According to an interview in yesterday’s Sunday Times, easyJet are trying to re-position themselves towards the middle of the market. They now avoid using the terms “budget” or “low-cost” airline.
That is fair enough. Increasing fuel prices are hitting all airlines but they affect the budget carriers more than traditional carriers. An airline like easyJet has the same cost of aircraft, the same insurance costs, the same airport charges and almost the same staff costs as traditional carriers. The small saving they can make by squeezing more people on to an aircraft becomes a smaller percentage as the cost of fuel increases. Quite simply, the budgets are going to find it tougher and tougher to compete.
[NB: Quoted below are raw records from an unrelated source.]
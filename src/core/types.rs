//! Core identifier types.

use serde::{Deserialize, Serialize};
use std::fmt;

/// Unique identifier for a job.
#[derive(Debug, Clone, PartialEq, Eq, Hash, Serialize, Deserialize)]
pub struct JobId(String);

impl JobId {
    /// Create a new JobId from a string.
    pub fn new(id: impl Into<String>) -> Self {
        Self(id.into())
    }

    /// Get the underlying string value.
    pub fn as_str(&self) -> &str {
        &self.0
    }
}

impl From<&str> for JobId {
    fn from(s: &str) -> Self {
        Self::new(s)
    }
}

impl From<String> for JobId {
    fn from(s: String) -> Self {
        Self::new(s)
    }
}

impl fmt::Display for JobId {
    fn fmt(&self, f: &mut fmt::Formatter<'_>) -> fmt::Result {
        write!(f, "{}", self.0)
    }
}

#[cfg(test)]
mod tests {
    use super::*;

    #[test]
    fn test_job_id_creation() {
        let job_id = JobId::new("nightly_sync");
        assert_eq!(job_id.as_str(), "nightly_sync");
    }

    #[test]
    fn test_job_id_display() {
        let job_id = JobId::new("ping");
        assert_eq!(format!("{}", job_id), "ping");
    }

    #[test]
    fn test_job_id_equality() {
        let id1 = JobId::new("job_a");
        let id2 = JobId::new("job_a");
        let id3 = JobId::new("job_b");

        assert_eq!(id1, id2);
        assert_ne!(id1, id3);
    }

    #[test]
    fn test_job_id_from_str() {
        let id1: JobId = "my_job".into();
        let id2 = JobId::new("my_job");
        assert_eq!(id1, id2);
    }

    #[test]
    fn test_job_ids_are_hashable() {
        use std::collections::HashSet;

        let mut ids: HashSet<JobId> = HashSet::new();
        ids.insert(JobId::new("job1"));
        ids.insert(JobId::new("job2"));
        ids.insert(JobId::new("job1")); // duplicate

        assert_eq!(ids.len(), 2);
    }
}
//! Liveness HTTP endpoint.
//!
//! Hosting platforms require a bound port to consider a web service
//! healthy. This listener serves exactly one route: `GET /` answers a
//! static string, always, regardless of job health. It carries no
//! business semantics.

use axum::{routing::get, Router};
use std::net::SocketAddr;
use tokio::net::TcpListener;
use tower_http::cors::{Any, CorsLayer};
use tower_http::trace::TraceLayer;

/// What `GET /` always answers.
pub const LIVENESS_BODY: &str = "service is running";

/// Configuration for the liveness server.
#[derive(Debug, Clone)]
pub struct ApiConfig {
    /// Host to bind to.
    pub host: String,
    /// Port to bind to.
    pub port: u16,
}

impl Default for ApiConfig {
    fn default() -> Self {
        Self {
            host: "0.0.0.0".to_string(),
            port: crate::config::DEFAULT_PORT,
        }
    }
}

impl ApiConfig {
    /// Create a new config with custom host and port.
    pub fn new(host: impl Into<String>, port: u16) -> Self {
        Self {
            host: host.into(),
            port,
        }
    }

    /// Get the socket address.
    pub fn socket_addr(&self) -> Result<SocketAddr, std::net::AddrParseError> {
        format!("{}:{}", self.host, self.port).parse()
    }
}

async fn liveness() -> &'static str {
    LIVENESS_BODY
}

/// Build the liveness router.
pub fn build_router() -> Router {
    Router::new()
        .route("/", get(liveness))
        .layer(TraceLayer::new_for_http())
        .layer(
            CorsLayer::new()
                .allow_origin(Any)
                .allow_methods(Any)
                .allow_headers(Any),
        )
}

/// Start the liveness server.
///
/// Binds the listener, then spawns the serve task and returns its handle.
pub async fn start_server(config: ApiConfig) -> std::io::Result<tokio::task::JoinHandle<()>> {
    let router = build_router();
    let addr = config
        .socket_addr()
        .map_err(|e| std::io::Error::new(std::io::ErrorKind::InvalidInput, e))?;

    let listener = TcpListener::bind(addr).await?;
    tracing::info!("Liveness endpoint listening on http://{}", addr);

    let handle = tokio::spawn(async move {
        if let Err(e) = axum::serve(listener, router).await {
            tracing::error!("Liveness server error: {}", e);
        }
    });

    Ok(handle)
}
//! Concrete worker implementations.

mod command;

pub use command::{CommandWorker, CommandWorkerBuilder};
It is all very well saying you want to move the airline into the middle of the market and go out to attract business flyers but passengers still want value.
EasyJet’s attempt to offer flexible fares has produced some laughably high fares (£750 return to Glasgow anyone?). A recent move to increase the charge for card payments has provoked wide criticism but it is just another in the list of charges the airline makes that the traditional airlines either do not charge for or charge more modestly.
As prices increase and easyJet declares itself a “mid-market airline”, will passengers still accept long queues to check-in, queues to board, no pre-assigned seating and no free service on board?
Easyjet have a fairly simple task on flights from the regions – if you want to fly from Bristol to Barcelona then there is no competition. However, when they are flying from London airports, it is a very different question.
If they are not going to be so competitive on fares they will have to be more competitive on what they offer.
So far, they have only come up with half the plan.
Fares have to increase but they need to offer more. You cannot survive as an airline charging mid-market rates and offering budget service.